1/  I think that one of the most significant problems is the fact that the authors use the same UV pulse for pump and probe.  As figure 5 shows, they don’t see much difference between positive and negative time delays.  Since the fragment ions all involve 3 photon absorption, both [2+1’] and [1+2’] REMPI processes contribute.  For similar signals on both sides of timezero, this means that the authors cannot really distinguish between 2 photon driven dynamics and 1 photon driven dynamics (i.e. absorbing 2 pump photons or 1 pump photon).  Thus it seems to me that it is hard to say much about the dynamics in the excited state of interest because their signal could be dominated by (or at least have nonzero contributions from) cationic dynamics which are launched by two photon absorption to the ground state of the cation (or even neutral states above the ionization threshold which can have comparable oscillator strengths to ionization) and then probed by one photon absorption to a dissociative state of the cation.  I didn’t find the pump probe scans for different pump pulse energies very illuminating since the differences were very small and restricted to long times. 

2/  In addition to the issue discussed in point 1 above, it seems to me that much of the dynamics that the authors are interested in uncovering occur on timescales faster than the impulse response function (IRF) of the apparatus.  To the extent that the pulse duration or IRF is significantly longer than the dynamics, the measurements serve more as a measurement of the pulse duration or IRF than of the molecular dynamics in question.  While the authors fit their data to pull out some picosecond time constants, the signals have already decayed to less than 10% of the yield at t=0 by 1 ps for all pump pulse energies and fragments shown in figure 5.  Also, on a related note, it is not clear what the motivation was for the fitting function used by the authors. Is there a kinetic model which they used, some other model, or was it simply empirically based? 
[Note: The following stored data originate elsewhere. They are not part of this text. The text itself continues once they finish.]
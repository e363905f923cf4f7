//! # 초안(Draft) 데이터베이스 쿼리 모듈
//!
//! 자동 저장 초안의 저장, 자동 저장 켜기/끄기, 목록 조회, 삭제를 담당합니다.
//! 모든 쿼리는 `user_id`로 범위를 좁히므로 다른 사용자의 초안은 "없는 것"으로 보입니다.
//!
//! ## 초안 라이프사이클
//! ```text
//! enable_auto_save(None)      → INSERT (auto_save_enabled = 1) → 새 draft_id
//! save_draft_content(id, ...) → UPDATE (내용이 같으면 건너뜀)
//! disable_auto_save(id)       → UPDATE auto_save_enabled = 0 (행은 남김)
//! delete_draft(id)            → DELETE (사용자가 "버리기"를 누른 경우)
//! ```
//!
//! 여러 기기에서 같은 초안을 동시에 저장하면 마지막 쓰기가 이깁니다 (버전 검사 없음).

use crate::error::AppError;
use crate::models::{DraftRow, SaveDraftRequest};
use crate::services::text::{content_digest, count_chars, count_words};
use sqlx::SqlitePool;

const DRAFT_COLUMNS: &str = r#"
    id, user_id, chapter_id, title, content, content_hash,
    word_count, char_count, auto_save_enabled, last_saved_at, created_at
"#;

/// 사용자의 모든 초안을 최근 저장순으로 조회합니다.
pub async fn list_drafts(pool: &SqlitePool, user_id: &str) -> Result<Vec<DraftRow>, AppError> {
    let drafts = sqlx::query_as::<_, DraftRow>(&format!(
        "SELECT {DRAFT_COLUMNS} FROM drafts WHERE user_id = ? ORDER BY last_saved_at DESC"
    ))
    .bind(user_id)
    .fetch_all(pool)
    .await?;

    Ok(drafts)
}

pub async fn get_draft(
    pool: &SqlitePool,
    id: &str,
    user_id: &str,
) -> Result<Option<DraftRow>, AppError> {
    let draft = sqlx::query_as::<_, DraftRow>(&format!(
        "SELECT {DRAFT_COLUMNS} FROM drafts WHERE id = ? AND user_id = ?"
    ))
    .bind(id)
    .bind(user_id)
    .fetch_optional(pool)
    .await?;

    Ok(draft)
}

/// 새 초안 행을 만듭니다. ID는 UUIDv7이며 절대 재사용되지 않습니다.
pub async fn create_draft(
    pool: &SqlitePool,
    user_id: &str,
    chapter_id: Option<&str>,
    title: &str,
    content: &str,
    auto_save_enabled: bool,
) -> Result<DraftRow, AppError> {
    let id = uuid::Uuid::now_v7().to_string();

    sqlx::query(
        r#"
        INSERT INTO drafts (id, user_id, chapter_id, title, content, content_hash,
                            word_count, char_count, auto_save_enabled)
        VALUES (?, ?, ?, ?, ?, ?, ?, ?, ?)
        "#,
    )
    .bind(&id)
    .bind(user_id)
    .bind(chapter_id)
    .bind(title)
    .bind(content)
    .bind(content_digest(content))
    .bind(count_words(content) as i64)
    .bind(count_chars(content) as i64)
    .bind(auto_save_enabled as i64)
    .execute(pool)
    .await?;

    tracing::debug!(draft_id = %id, user_id, "draft created");

    get_draft(pool, &id, user_id)
        .await?
        .ok_or(AppError::Internal("Failed to retrieve created draft".to_string()))
}

/// 초안 본문을 저장합니다 (saveDraftContent).
///
/// ## 반환값
/// - `Ok(Some(draft_id))`: 저장 성공 (또는 내용이 같아서 건너뜀)
/// - `Ok(None)`: `draft_id`를 지정했지만 이 사용자의 초안이 아님 → 라우트에서 404
pub async fn save_draft_content(
    pool: &SqlitePool,
    user_id: &str,
    req: &SaveDraftRequest,
) -> Result<Option<String>, AppError> {
    let Some(draft_id) = req.draft_id.as_deref() else {
        let draft = create_draft(
            pool,
            user_id,
            req.chapter_id.as_deref(),
            &req.title,
            &req.content,
            false,
        )
        .await?;
        return Ok(Some(draft.id));
    };

    let Some(existing) = get_draft(pool, draft_id, user_id).await? else {
        return Ok(None);
    };

    let hash = content_digest(&req.content);
    if existing.content_hash == hash && existing.title == req.title {
        tracing::debug!(draft_id, "draft unchanged, skipping write");
        return Ok(Some(existing.id));
    }

    sqlx::query(
        r#"
        UPDATE drafts
        SET title = ?, content = ?, content_hash = ?, word_count = ?, char_count = ?,
            chapter_id = COALESCE(?, chapter_id),
            last_saved_at = strftime('%Y-%m-%dT%H:%M:%fZ', 'now')
        WHERE id = ? AND user_id = ?
        "#,
    )
    .bind(&req.title)
    .bind(&req.content)
    .bind(&hash)
    .bind(count_words(&req.content) as i64)
    .bind(count_chars(&req.content) as i64)
    .bind(req.chapter_id.as_deref())
    .bind(draft_id)
    .bind(user_id)
    .execute(pool)
    .await?;

    Ok(Some(existing.id))
}

/// 자동 저장을 켭니다 (enableAutoSave).
///
/// `draft_id`가 있으면 그 초안을 다시 켜고, 없으면 빈 초안을 새로 만듭니다.
/// 지정한 초안이 이 사용자의 것이 아니면 `Ok(None)`.
pub async fn enable_auto_save(
    pool: &SqlitePool,
    user_id: &str,
    draft_id: Option<&str>,
    chapter_id: Option<&str>,
) -> Result<Option<String>, AppError> {
    match draft_id {
        Some(id) => {
            let result = sqlx::query(
                r#"
                UPDATE drafts
                SET auto_save_enabled = 1, chapter_id = COALESCE(?, chapter_id)
                WHERE id = ? AND user_id = ?
                "#,
            )
            .bind(chapter_id)
            .bind(id)
            .bind(user_id)
            .execute(pool)
            .await?;

            Ok((result.rows_affected() > 0).then(|| id.to_string()))
        }
        None => {
            let draft = create_draft(pool, user_id, chapter_id, "", "", true).await?;
            Ok(Some(draft.id))
        }
    }
}

/// 자동 저장을 끕니다 (disableAutoSave). 초안 행은 지우지 않습니다.
///
/// `draft_id`가 없으면 `chapter_id`에 묶인, 켜져 있는 초안들을 끕니다.
/// 둘 다 없으면 400. 대상이 하나도 없으면 `Ok(false)` → 404.
pub async fn disable_auto_save(
    pool: &SqlitePool,
    user_id: &str,
    draft_id: Option<&str>,
    chapter_id: Option<&str>,
) -> Result<bool, AppError> {
    let result = match (draft_id, chapter_id) {
        (Some(id), _) => {
            sqlx::query("UPDATE drafts SET auto_save_enabled = 0 WHERE id = ? AND user_id = ?")
                .bind(id)
                .bind(user_id)
                .execute(pool)
                .await?
        }
        (None, Some(chapter_id)) => {
            sqlx::query(
                r#"
                UPDATE drafts SET auto_save_enabled = 0
                WHERE chapter_id = ? AND user_id = ? AND auto_save_enabled = 1
                "#,
            )
            .bind(chapter_id)
            .bind(user_id)
            .execute(pool)
            .await?
        }
        (None, None) => {
            return Err(AppError::BadRequest(
                "draft_id or chapter_id is required".to_string(),
            ))
        }
    };

    Ok(result.rows_affected() > 0)
}

/// 초안을 삭제합니다. 삭제된 행이 있으면 true.
pub async fn delete_draft(pool: &SqlitePool, id: &str, user_id: &str) -> Result<bool, AppError> {
    let result = sqlx::query("DELETE FROM drafts WHERE id = ? AND user_id = ?")
        .bind(id)
        .bind(user_id)
        .execute(pool)
        .await?;

    Ok(result.rows_affected() > 0)
}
3/  It is not clear to me why the pump and probe pulses are so long.  With the amplifier output being ~35 fs, I would have imagined that it is possible to produce an IRF of less than 100 fs, even without dispersion compensation using prisms.

4/  The way in which the authors treated the coherent artifact at zero time delay was not very compelling.  If it is related to interference between pump and probe pulses, why is it confined to a small section of the signal near zero time delay?  Perhaps it is due to the pulses being chirped and the coherent artifact is a measure of the coherence time – i.e. the spectrum of the pulses could support a shorter duration (the region over which there is optical interference), but due to dispersion, they become chirped and then do not interfere for longer delays?  Are the delays between the pump and probe arms phaselocked?  How did the authors determine what is coherent artifact and what is “molecular signal” when fitting the results shown in figure 4?  

5/  I think that the extension of the trend line below the region where the fitting was carried out in figure 3 is a little misleading/confusing.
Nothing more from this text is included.